Glenn Morton (grmorton@waymark.net)
Fri, 07 Nov 1997 21:19:02 -0600

I just ran across a fascinating study of stone tools from Southwest France.
The tool of most interest came from Combe Grenal and is dated to Wurm I time
(>73,000 years ago-Lawrence Guy Straus, "Southwestern Europe at the Last
Glacial Maximum", Current Anthropology, 32:2, (April 1991), pp 189-199, p. 190)

This time was prior to the occurrence of anatomically modern man in Europe.
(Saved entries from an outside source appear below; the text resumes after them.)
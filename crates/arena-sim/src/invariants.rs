//! Bounds checks for clamped quantities (health, ammo).
//!
//! Callers clamp before storing; these checks catch the cases where they
//! did not. Debug builds panic, release builds log and clamp.

use std::fmt::Debug;

use arena_core::error::ArenaError;

/// Return `value` if it lies in `min..=max`. Otherwise report an
/// `InvariantViolation` and return the nearest bound.
pub fn enforce_range<T>(what: &'static str, value: T, min: T, max: T) -> T
where
    T: PartialOrd + Copy + Debug,
{
    if value >= min && value <= max {
        return value;
    }

    let err = ArenaError::InvariantViolation {
        what,
        detail: format!("{value:?} outside {min:?}..={max:?}"),
    };
    debug_assert!(false, "{err}");
    log::error!("{err}; clamping");

    if value < min {
        min
    } else {
        max
    }
}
The tool had a fragment of either a rush or a sedge in a groove.
Anderson-Gerfaud writes:

"However, we were able to identify at least one plant-
harvesting tool from the Middle Palaeolithic--a convex scraper on
a blade from a Wurm I level (Typical Mousterian) at Combe-Grenal,
described earlier. This particular tool was significant in that
it was clearly used with a curved, 'harvesting' motion, and edge
damage on the edge opposite the one used suggests that it may
have been used in a haft. We then examined the tool with the
scanning electron microscope to search for any minute fragments
of residue material which might clarify its use. A residue
located near the working edge, in a slight depression in the tool
surface was found by comparison with microscopic cellular
fragments (e.g. siliceous phytoliths) we extracted and studied
from living plants) to be from a grass, or possibly a sedge
(Cyperaceae) or a rush (Junicus).
"It is not clear whether this tool was used to procure
edible seeds, although certainly seeds of grass and probably
sedge are edible foodstuffs. It is more likely that this tool,
like other Palaeolithic tools of its nature, was used to gather
or process plant materials for various artisanal or maintenance
purposes (e.g. construction, basketry, fuel, etc.). Indeed,
obtaining the plant stems seems to be the primary goal of
harvesting plants with a stone tool, at least until cereals with
domestic characteristics of ripening evenly and holding their
grain at maturity are documented. This is probably because ripe
seeds of wild grasses (and cerials, if we consider the Near
Eastern Epi-Palaeolithic period) are efficiently gathered by
hand-picking, or by stripping or rubbing of the plant over a
basket, for example."~Patricia Anderson-Gerfaud, "Aspects of
Behaviour in the Middle Palaeolithic: Functional Analysis of
Stone Tools from Southwest France," in Paul Mellars, The
Emergence of Modern Humans, (Ithica: Cornell Univ. Press, 1990),
pp. 389-418, p. 400

Now, those who would reject Neanderthal as human must face the fact that a
non-human was possibly making baskets, not to mention the things I have
discussed over the past two years---the flutes, tents, spears and engaging
in burials with flowers. I must say that this is quite unusual behavior for
an animal; wish we had one for a modern circus.